Mom and I talked a little longer and discussed when I would be there. I shouldn't of been surprised by how excited she was, but I was anyway. I figured she would be angry with me for having almost no contact with her the last two years and making her worry so much. It was bad enough when I had to tell her what happened to me when I was lying in the hospital. She came as soon as she could get to New York. She wanted to kill Michael. At the time I probably would have let her. But let's face it, my mother would be no use to me behind bars. She didn't know about the prior beatings because I swore I would never tell her. She was shocked about what Michael did, just as everyone else. I hid the bruises very well in the past and hardly ever got out of the house. I now tell my mother little by little the living hell I had been in the last six years. She doesn't poke or ask questions and let's me do all the talking when I feel comfortable telling her.

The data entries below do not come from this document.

pub mod simulation;
pub mod configuration;
pub mod benchmark;

pub use simulation::states::{NVec3, NMat3, NQuat, NVecX, OdeState, SystemState};
pub use simulation::error::{ConfigError, IntegrationError, SimulationError};
pub use simulation::hysteresis::{HysteresisRod, JaParameters};
pub use simulation::magnet::PermanentMagnet;
pub use simulation::spacecraft::{box_inertia, Spacecraft};
pub use simulation::environment::{ConstantField, DipoleEnvironment, Environment, FieldSample, ZeroField};
pub use simulation::orbit::KeplerianElements;
pub use simulation::dynamics::SpacecraftDynamics;
pub use simulation::integrator::{AdaptiveIntegrator, IntegrationMethod, Observer, OdeSystem, Tolerances};
pub use simulation::scenario::{RunSummary, Scenario};
pub use simulation::observers::{AttitudeObserver, BhObserver, OrbitObserver, Recorder, StateColumns, StateCsvObserver};
pub use simulation::verify::{propagate_attitude, propagate_orbit, trace_bh_loop, AppliedField, BhLoop};

pub use configuration::config::{EngineConfig, EnvironmentConfig, IntegratorConfig, ParametersConfig, ScenarioConfig};

pub use benchmark::benchmark::{bench_dynamics, bench_integration, bench_rod_derivative};
use serde::{Deserialize, Serialize};
use thiserror::Error;

use crate::capabilities::{RenderError, StorageError};

#[derive(Debug, Clone, Copy, PartialEq, Eq, Hash, Serialize, Deserialize)]
pub enum ErrorSeverity {
    Transient,
    Permanent,
}

#[derive(Debug, Clone, Copy, PartialEq, Eq, Hash, Serialize, Deserialize)]
pub enum ErrorKind {
    Validation,
    IndexOutOfRange,
    Storage,
    Serialization,
    Deserialization,
    Render,
}

impl ErrorKind {
    #[must_use]
    pub const fn code(self) -> &'static str {
        match self {
            Self::Validation => "VALIDATION_ERROR",
            Self::IndexOutOfRange => "INDEX_OUT_OF_RANGE",
            Self::Storage => "STORAGE_ERROR",
            Self::Serialization => "SERIALIZATION_ERROR",
            Self::Deserialization => "DESERIALIZATION_ERROR",
            Self::Render => "RENDER_ERROR",
        }
    }

    #[must_use]
    pub const fn default_severity(self) -> ErrorSeverity {
        match self {
            Self::Storage | Self::Render => ErrorSeverity::Transient,
            Self::Validation
            | Self::IndexOutOfRange
            | Self::Serialization
            | Self::Deserialization => ErrorSeverity::Permanent,
        }
    }
}

#[derive(Debug, Clone, PartialEq, Error)]
pub enum ValidationError {
    #[error("content cannot be empty")]
    EmptyContent,
    #[error("no rendered image to save")]
    MissingImage,
    #[error("{field} must be between {min} and {max}, got {value}")]
    OutOfRange {
        field: &'static str,
        value: f64,
        min: f64,
        max: f64,
    },
    #[error("{field} is not a valid hex colour: {value}")]
    InvalidColor { field: &'static str, value: String },
    #[error("unsupported barcode format: {0}")]
    UnknownBarcodeFormat(String),
}

#[derive(Debug, Clone, Copy, PartialEq, Eq, Error)]
#[error("index {index} out of range for {len} saved items")]
pub struct IndexError {
    pub index: usize,
    pub len: usize,
}

#[derive(Debug, Clone, PartialEq, Error)]
pub enum StoreError {
    #[error(transparent)]
    Validation(#[from] ValidationError),
    #[error(transparent)]
    Index(#[from] IndexError),
}

/// Failure moving the saved collection to or from the backend.
///
/// Never fatal: the in-memory collection stays authoritative for the session.
#[derive(Debug, Clone, PartialEq, Error)]
pub enum PersistenceError {
    #[error("serialization failed: {0}")]
    SerializationFailed(String),
    #[error("deserialization failed: {0}")]
    DeserializationFailed(String),
    #[error("storage read failed: {0}")]
    ReadFailed(StorageError),
    #[error("storage write failed: {0}")]
    WriteFailed(StorageError),
}

#[derive(Debug, Clone, PartialEq, Serialize, Deserialize)]
pub struct AppError {
    pub kind: ErrorKind,
    pub severity: ErrorSeverity,
    pub message: String,
    pub internal_message: Option<String>,
}

impl AppError {
    #[must_use]
    pub fn new(kind: ErrorKind, message: impl Into<String>) -> Self {
        Self {
            kind,
            severity: kind.default_severity(),
            message: message.into(),
            internal_message: None,
        }
    }

    #[must_use]
    pub fn with_internal(mut self, internal: impl Into<String>) -> Self {
        self.internal_message = Some(internal.into());
        self
    }

    #[must_use]
    pub const fn code(&self) -> &'static str {
        self.kind.code()
    }

    #[must_use]
    pub fn user_facing_message(&self) -> String {
        match self.kind {
            ErrorKind::Validation => self.message.clone(),
            ErrorKind::IndexOutOfRange => "That saved code no longer exists.".into(),
            ErrorKind::Storage => {
                "Saved codes could not be stored. They are kept for this session only.".into()
            }
            ErrorKind::Serialization | ErrorKind::Deserialization => {
                "Saved codes could not be read. Starting with an empty gallery.".into()
            }
            ErrorKind::Render => "Error generating code".into(),
        }
    }
}

impl std::fmt::Display for AppError {
    fn fmt(&self, f: &mut std::fmt::Formatter<'_>) -> std::fmt::Result {
        write!(f, "[{}] {}", self.code(), self.message)?;
        if let Some(internal) = &self.internal_message {
            write!(f, " (internal: {internal})")?;
        }
        Ok(())
    }
}

impl std::error::Error for AppError {}

impl From<ValidationError> for AppError {
    fn from(e: ValidationError) -> Self {
        AppError::new(ErrorKind::Validation, e.to_string())
    }
}

impl From<IndexError> for AppError {
    fn from(e: IndexError) -> Self {
        AppError::new(ErrorKind::IndexOutOfRange, e.to_string())
    }
}

impl From<StoreError> for AppError {
    fn from(e: StoreError) -> Self {
        match e {
            StoreError::Validation(e) => e.into(),
            StoreError::Index(e) => e.into(),
        }
    }
}

impl From<PersistenceError> for AppError {
    fn from(e: PersistenceError) -> Self {
        let kind = match &e {
            PersistenceError::SerializationFailed(_) => ErrorKind::Serialization,
            PersistenceError::DeserializationFailed(_) => ErrorKind::Deserialization,
            PersistenceError::ReadFailed(_) | PersistenceError::WriteFailed(_) => {
                ErrorKind::Storage
            }
        };
        AppError::new(kind, e.to_string())
    }
}

impl From<RenderError> for AppError {
    fn from(e: RenderError) -> Self {
        AppError::new(ErrorKind::Render, e.to_string())
    }
}

#[derive(Clone, Debug, Serialize, Deserialize, PartialEq)]
pub struct UserFacingError {
    pub message: String,
    pub is_transient: bool,
    pub error_code: String,
}

impl From<&AppError> for UserFacingError {
    fn from(e: &AppError) -> Self {
        Self {
            message: e.user_facing_message(),
            is_transient: e.severity == ErrorSeverity::Transient,
            error_code: e.code().to_string(),
        }
    }
}
//! Input text, per-kind render options and the last render result.
//!
//! The generator never draws anything itself. It decides *what* the shell's
//! renderer should draw, tags each request with a sequence number and keeps
//! only the answer to the most recent one.

use serde::{Deserialize, Serialize};
use std::fmt;
use std::str::FromStr;
use tracing::{debug, warn};

use crate::capabilities::{RenderError, RenderResult};
use crate::config::Config;
use crate::error::ValidationError;
use crate::model::{CodeKind, CreatedAt, SavedItem};

pub const QR_SIZE_RANGE: (u32, u32) = (100, 1000);
pub const BAR_WIDTH_RANGE: (f64, f64) = (1.0, 4.0);
pub const BAR_HEIGHT_RANGE: (u32, u32) = (10, 300);

/// `#rgb` or `#rrggbb`, stored lower-case.
#[derive(Debug, Clone, PartialEq, Eq, Serialize, Deserialize)]
#[serde(try_from = "String", into = "String")]
pub struct HexColor(String);

impl HexColor {
    pub fn parse(field: &'static str, value: &str) -> Result<Self, ValidationError> {
        let trimmed = value.trim();
        let valid = trimmed
            .strip_prefix('#')
            .is_some_and(|hex| {
                matches!(hex.len(), 3 | 6) && hex.chars().all(|c| c.is_ascii_hexdigit())
            });
        if !valid {
            return Err(ValidationError::InvalidColor {
                field,
                value: value.to_string(),
            });
        }
        Ok(Self(trimmed.to_ascii_lowercase()))
    }

    pub fn as_str(&self) -> &str {
        &self.0
    }
}

impl TryFrom<String> for HexColor {
    type Error = ValidationError;

    fn try_from(value: String) -> Result<Self, Self::Error> {
        Self::parse("colour", &value)
    }
}

impl From<HexColor> for String {
    fn from(c: HexColor) -> Self {
        c.0
    }
}

impl fmt::Display for HexColor {
    fn fmt(&self, f: &mut fmt::Formatter<'_>) -> fmt::Result {
        f.write_str(&self.0)
    }
}

fn black() -> HexColor {
    HexColor("#000000".into())
}

fn white() -> HexColor {
    HexColor("#ffffff".into())
}

#[derive(Debug, Clone, PartialEq, Serialize, Deserialize)]
pub struct QrOptions {
    pub size: u32,
    pub foreground: HexColor,
    pub background: HexColor,
}

impl Default for QrOptions {
    fn default() -> Self {
        Self {
            size: 200,
            foreground: black(),
            background: white(),
        }
    }
}

/// Symbologies understood by the shell's barcode renderer.
#[derive(Debug, Clone, Copy, Default, PartialEq, Eq, Hash, Serialize, Deserialize)]
pub enum BarcodeFormat {
    #[default]
    #[serde(rename = "CODE128")]
    Code128,
    #[serde(rename = "CODE39")]
    Code39,
    #[serde(rename = "EAN13")]
    Ean13,
    #[serde(rename = "EAN8")]
    Ean8,
    #[serde(rename = "UPC")]
    Upc,
    #[serde(rename = "ITF14")]
    Itf14,
    #[serde(rename = "MSI")]
    Msi,
    #[serde(rename = "pharmacode")]
    Pharmacode,
    #[serde(rename = "codabar")]
    Codabar,
}

impl BarcodeFormat {
    pub const ALL: [Self; 9] = [
        Self::Code128,
        Self::Code39,
        Self::Ean13,
        Self::Ean8,
        Self::Upc,
        Self::Itf14,
        Self::Msi,
        Self::Pharmacode,
        Self::Codabar,
    ];

    #[must_use]
    pub const fn as_str(self) -> &'static str {
        match self {
            Self::Code128 => "CODE128",
            Self::Code39 => "CODE39",
            Self::Ean13 => "EAN13",
            Self::Ean8 => "EAN8",
            Self::Upc => "UPC",
            Self::Itf14 => "ITF14",
            Self::Msi => "MSI",
            Self::Pharmacode => "pharmacode",
            Self::Codabar => "codabar",
        }
    }
}

impl FromStr for BarcodeFormat {
    type Err = ValidationError;

    fn from_str(s: &str) -> Result<Self, Self::Err> {
        Self::ALL
            .into_iter()
            .find(|f| f.as_str().eq_ignore_ascii_case(s.trim()))
            .ok_or_else(|| ValidationError::UnknownBarcodeFormat(s.to_string()))
    }
}

#[derive(Debug, Clone, PartialEq, Serialize, Deserialize)]
pub struct BarcodeOptions {
    pub format: BarcodeFormat,
    pub bar_width: f64,
    pub height: u32,
    pub line_color: HexColor,
    pub background: HexColor,
    pub display_value: bool,
}

impl Default for BarcodeOptions {
    fn default() -> Self {
        Self {
            format: BarcodeFormat::default(),
            bar_width: 2.0,
            height: 100,
            line_color: black(),
            background: white(),
            display_value: true,
        }
    }
}

/// What the shell's renderer needs besides the text.
#[derive(Debug, Clone, PartialEq, Serialize, Deserialize)]
#[serde(tag = "kind", rename_all = "lowercase")]
pub enum RenderOptions {
    Qr(QrOptions),
    Barcode(BarcodeOptions),
}

impl RenderOptions {
    #[must_use]
    pub fn kind(&self) -> CodeKind {
        match self {
            Self::Qr(_) => CodeKind::Qr,
            Self::Barcode(_) => CodeKind::Barcode,
        }
    }
}

/// A single settings control changed in the shell.
#[derive(Debug, Clone, PartialEq, Serialize, Deserialize)]
pub enum OptionChange {
    QrSize(u32),
    QrForeground(String),
    QrBackground(String),
    BarcodeFormat(String),
    BarcodeWidth(f64),
    BarcodeHeight(u32),
    BarcodeLineColor(String),
    BarcodeBackground(String),
}

impl OptionChange {
    #[must_use]
    pub fn kind(&self) -> CodeKind {
        match self {
            Self::QrSize(_) | Self::QrForeground(_) | Self::QrBackground(_) => CodeKind::Qr,
            Self::BarcodeFormat(_)
            | Self::BarcodeWidth(_)
            | Self::BarcodeHeight(_)
            | Self::BarcodeLineColor(_)
            | Self::BarcodeBackground(_) => CodeKind::Barcode,
        }
    }
}

fn check_range<T>(field: &'static str, value: T, (min, max): (T, T)) -> Result<T, ValidationError>
where
    T: PartialOrd + Copy + Into<f64>,
{
    if value < min || value > max {
        return Err(ValidationError::OutOfRange {
            field,
            value: value.into(),
            min: min.into(),
            max: max.into(),
        });
    }
    Ok(value)
}

#[derive(Debug, Clone, Copy, PartialEq, Eq, Serialize, Deserialize)]
#[serde(rename_all = "lowercase")]
pub enum DownloadFormat {
    Png,
    Svg,
}

impl DownloadFormat {
    #[must_use]
    pub const fn extension(self) -> &'static str {
        match self {
            Self::Png => "png",
            Self::Svg => "svg",
        }
    }
}

#[must_use]
pub fn download_file_name(kind: CodeKind, format: DownloadFormat) -> String {
    format!("{kind}_code.{}", format.extension())
}

#[derive(Clone, PartialEq, Eq)]
pub struct GeneratedCode {
    pub kind: CodeKind,
    pub content: String,
    pub image: String,
    pub width: u32,
}

impl fmt::Debug for GeneratedCode {
    fn fmt(&self, f: &mut fmt::Formatter<'_>) -> fmt::Result {
        f.debug_struct("GeneratedCode")
            .field("kind", &self.kind)
            .field("content", &self.content)
            .field("image_len", &self.image.len())
            .field("width", &self.width)
            .finish()
    }
}

#[derive(Debug, Clone, PartialEq, Eq, Default)]
pub enum Output {
    #[default]
    Empty,
    Ready(GeneratedCode),
    /// Barcode would not fit the preview; the text is kept for `switch_to_qr`.
    TooWide { text: String },
    Failed(RenderError),
}

/// A render the shell must perform. `seq` comes back with the result.
#[derive(Debug, Clone, PartialEq)]
pub struct RenderRequest {
    pub seq: u64,
    pub text: String,
    pub options: RenderOptions,
}

#[derive(Debug, Clone, PartialEq, Eq)]
struct InFlight {
    seq: u64,
    kind: CodeKind,
    content: String,
}

#[derive(Debug, Clone, Copy, PartialEq, Eq)]
pub enum RenderCompletion {
    Shown,
    TooWide,
    Failed,
    Stale,
}

#[derive(Debug, Clone)]
pub struct Generator {
    active: CodeKind,
    text: String,
    enforce_uppercase: bool,
    pub qr: QrOptions,
    pub barcode: BarcodeOptions,
    preview_width_px: u32,
    output: Output,
    next_seq: u64,
    in_flight: Option<InFlight>,
}
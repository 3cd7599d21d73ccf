use tracing::{debug, info, warn};

use crate::capabilities::{Capabilities, StorageError, StorageKey};
use crate::error::{IndexError, PersistenceError};
use crate::event::Event;
use crate::gallery::{list_page, SaveOutcome};
use crate::generator::{download_file_name, DownloadFormat, Output, RenderCompletion};
use crate::model::{
    CreatedAt, LoadState, Model, Notice, PendingPrompt, SavedItem, UnixTimeMs,
};
use crate::view::{
    DownloadView, GalleryCardView, GalleryView, GeneratorView, OutputView, PaginationView,
    PreviewView, PromptKind, PromptView, ViewModel, OUTPUT_ERROR, OUTPUT_PLACEHOLDER,
    SAVED_NOTICE, TOO_WIDE_MESSAGE, USE_QR_LABEL,
};

#[derive(Default)]
pub struct App;

impl App {
    fn storage_key(model: &Model) -> Result<StorageKey, StorageError> {
        StorageKey::new(model.config.storage_key.as_str())
    }

    /// Writes the whole collection back. The UI does not wait for the result.
    fn persist_items(model: &mut Model, caps: &Capabilities) {
        let key = match Self::storage_key(model) {
            Ok(key) => key,
            Err(e) => {
                warn!(error = %e, "refusing to persist under an invalid key");
                model.set_error(PersistenceError::WriteFailed(e).into());
                return;
            }
        };

        let bytes = match serde_json::to_vec(model.gallery.items()) {
            Ok(bytes) => bytes,
            Err(e) => {
                warn!(error = %e, "failed to serialize saved items");
                model.set_error(PersistenceError::SerializationFailed(e.to_string()).into());
                return;
            }
        };

        debug!(bytes = bytes.len(), count = model.gallery.len(), "persisting saved items");
        caps.kv.set(String::from(key), bytes, |result| {
            Event::PersistenceCompleted(Box::new(result))
        });
    }

    /// Decodes the stored array item by item so one bad entry only costs
    /// itself. Returns the readable items and how many were skipped.
    fn decode_items(bytes: &[u8]) -> Result<(Vec<SavedItem>, usize), serde_json::Error> {
        let raw: Vec<serde_json::Value> = serde_json::from_slice(bytes)?;
        let mut skipped = 0;
        let items: Vec<SavedItem> = raw
            .into_iter()
            .enumerate()
            .filter_map(|(position, value)| match serde_json::from_value(value) {
                Ok(item) => Some(item),
                Err(e) => {
                    warn!(position, error = %e, "skipping unreadable saved item");
                    skipped += 1;
                    None
                }
            })
            .collect();
        Ok((items, skipped))
    }

    fn handle_loaded(model: &mut Model, result: Result<Option<Vec<u8>>, StorageError>) {
        let items = match result {
            Ok(Some(bytes)) => match Self::decode_items(&bytes) {
                Ok((items, 0)) => items,
                Ok((items, skipped)) => {
                    model.show_notice(Notice::warning(format!(
                        "{skipped} saved code(s) could not be read and were skipped"
                    )));
                    items
                }
                Err(e) => {
                    warn!(error = %e, "stored saved items are unreadable, starting empty");
                    model.set_error(PersistenceError::DeserializationFailed(e.to_string()).into());
                    Vec::new()
                }
            },
            Ok(None) => Vec::new(),
            Err(e) => {
                warn!(error = %e, "failed to load saved items, starting empty");
                model.set_error(PersistenceError::ReadFailed(e).into());
                Vec::new()
            }
        };

        info!(count = items.len(), "saved items loaded");
        model.gallery.replace_items(items);
        model.load_state = LoadState::Ready;
    }

    fn request_render(model: &mut Model, caps: &Capabilities) {
        if let Some(request) = model.generator.begin_render() {
            let seq = request.seq;
            caps.code_renderer
                .render(request.text, request.options, move |result| {
                    Event::CodeRendered {
                        seq,
                        result: Box::new(result),
                    }
                });
        }
    }

    fn save_generated(model: &mut Model, caps: &Capabilities, now_ms: u64) {
        if model.load_state == LoadState::Loading {
            debug!("save ignored until saved items are loaded");
            return;
        }
        if model.prompt.is_some() {
            debug!("save ignored while a prompt is open");
            return;
        }

        let created_at = CreatedAt::Epoch(UnixTimeMs(now_ms));
        let candidate = match model.generator.save_candidate(created_at) {
            None => {
                debug!("nothing generated to save");
                return;
            }
            Some(Err(e)) => {
                model.set_error(e.into());
                return;
            }
            Some(Ok(item)) => item,
        };

        match model.gallery.save(candidate) {
            SaveOutcome::Saved { .. } => Self::after_save(model, caps),
            SaveOutcome::NeedsDecision(pending) => {
                model.prompt = Some(PendingPrompt::Save(pending));
            }
        }
    }

    fn after_save(model: &mut Model, caps: &Capabilities) {
        model.show_notice(Notice::success(SAVED_NOTICE));
        Self::persist_items(model, caps);
    }

    fn delete_item(model: &mut Model, caps: &Capabilities, index: usize) {
        match model.gallery.delete(index) {
            Ok(_) => {
                model.preview_index = match model.preview_index {
                    Some(p) if p == index => None,
                    Some(p) if p > index => Some(p - 1),
                    other => other,
                };
                Self::persist_items(model, caps);
            }
            Err(e) => {
                warn!(error = %e, "delete rejected");
                model.set_error(e.into());
            }
        }
    }

    fn build_generator_view(model: &Model) -> GeneratorView {
        let generator = &model.generator;
        let output = match generator.output() {
            Output::Empty => OutputView::Placeholder {
                message: OUTPUT_PLACEHOLDER.into(),
            },
            Output::Ready(code) => OutputView::Code {
                kind: code.kind,
                image: code.image.clone(),
                width: code.width,
            },
            Output::TooWide { .. } => OutputView::TooWide {
                message: TOO_WIDE_MESSAGE.into(),
                action_label: USE_QR_LABEL.into(),
            },
            Output::Failed(e) => OutputView::Error {
                message: OUTPUT_ERROR.into(),
                detail: e.to_string(),
            },
        };

        let download = generator.generated().map(|code| DownloadView {
            image: code.image.clone(),
            png_file_name: download_file_name(code.kind, DownloadFormat::Png),
            svg_file_name: download_file_name(code.kind, DownloadFormat::Svg),
        });

        GeneratorView {
            active_tab: generator.active(),
            text: generator.text().to_string(),
            enforce_uppercase: generator.enforce_uppercase(),
            show_clear_button: !generator.text().trim().is_empty(),
            is_rendering: generator.is_rendering(),
            qr: generator.qr.clone(),
            barcode: generator.barcode.clone(),
            output,
            can_save: download.is_some() && model.load_state == LoadState::Ready,
            download,
        }
    }

    fn build_gallery_view(model: &Model) -> Option<GalleryView> {
        let store = &model.gallery;
        if model.load_state == LoadState::Loading || store.is_empty() {
            return None;
        }

        let page = list_page(store.items(), store.filter(), store.page(), store.page_size());
        let preview_chars = model.config.content_preview_chars;
        let cards = page
            .entries
            .iter()
            .map(|(index, item)| GalleryCardView {
                index: *index,
                kind: item.kind(),
                content_preview: item.content_preview(preview_chars),
                image: item.image().to_string(),
                created_at_ms: item.created_at().as_millis(),
                created_at_label: item.created_at().label().map(str::to_string),
            })
            .collect();

        let badge = if page.filtered_count == page.total_count {
            page.total_count.to_string()
        } else {
            format!("{}/{}", page.filtered_count, page.total_count)
        };

        let pagination = (model.show_saved && page.total_pages > 1).then(|| PaginationView {
            current: page.page,
            total_pages: page.total_pages,
            pages: (1..=page.total_pages).collect(),
            prev_enabled: page.page > 1,
            next_enabled: page.page < page.total_pages,
        });

        Some(GalleryView {
            items_visible: model.show_saved,
            filter: store.filter(),
            cards,
            badge,
            show_clear_button: model.show_saved && page.filtered_count > 0,
            pagination,
        })
    }

    fn build_prompt_view(prompt: &PendingPrompt) -> PromptView {
        match prompt {
            PendingPrompt::Save(pending) => {
                let kind = PromptKind::from(pending.conflict);
                let (title, message) = match kind {
                    PromptKind::SimilarEntry => (
                        "Similar Entry Found".to_string(),
                        format!(
                            "This content exists as {} code. Replace with {}?",
                            pending.existing_kind.as_str().to_uppercase(),
                            pending.candidate.kind().as_str().to_uppercase()
                        ),
                    ),
                    _ => (
                        "Duplicate Entry".to_string(),
                        "This code already exists in your saved items.".to_string(),
                    ),
                };
                PromptView {
                    kind,
                    title,
                    message,
                    confirm_label: "Replace".into(),
                    cancel_label: "Keep Both".into(),
                }
            }
            PendingPrompt::Clear(filter) => {
                let message = match filter.kind() {
                    None => "Are you sure you want to clear all saved codes?".to_string(),
                    Some(kind) => format!(
                        "Are you sure you want to clear all {} codes?",
                        kind.as_str().to_uppercase()
                    ),
                };
                PromptView {
                    kind: PromptKind::Clear,
                    title: "Clear Codes".into(),
                    message,
                    confirm_label: "Clear".into(),
                    cancel_label: "Cancel".into(),
                }
            }
        }
    }

    fn build_preview_view(model: &Model) -> Option<PreviewView> {
        let index = model.preview_index?;
        let item = model.gallery.get(index)?;
        Some(PreviewView {
            index,
            title: format!("{} Code", item.kind().as_str().to_uppercase()),
            kind: item.kind(),
            image: item.image().to_string(),
            content: item.content().to_string(),
            created_at_ms: item.created_at().as_millis(),
            created_at_label: item.created_at().label().map(str::to_string),
        })
    }
}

Almost two years after putting Michael where he belonged, I finally decided it was time to leave New York. It never was my favorite place to live anyway. I fell in love, got married, and this is where I ended up. I got pregnant shortly after we married and Michael insisted I didn't have to work and that he had plenty of money for the three of us. It sounded pretty good at the time to be able to stay home with my daughter for a couple of years instead of taking her to a babysitter eight hours a day. I told myself I could always decide when I wanted to pursue my career after Sabrina was born and that there was no rush. We had it made. The beatings started almost two years after Sabrina was born. He was always a very controlling man, but I loved him unconditionally and never dreamed he would start hitting me. I told him it was finally time to put my college time to use. I told him I wanted to start pursuing my dream of becoming a chef and open my own restaurant. I often played out in my mind what it would be like to own a restaurant and be able to successfully get four to five star reviews. I made sure I never fell out of practice with my cooking skills while staying at home. I made the best of the best. Even though half of the time I would be the only one there to eat it. But Michael didn't like that idea, and he made that very clear.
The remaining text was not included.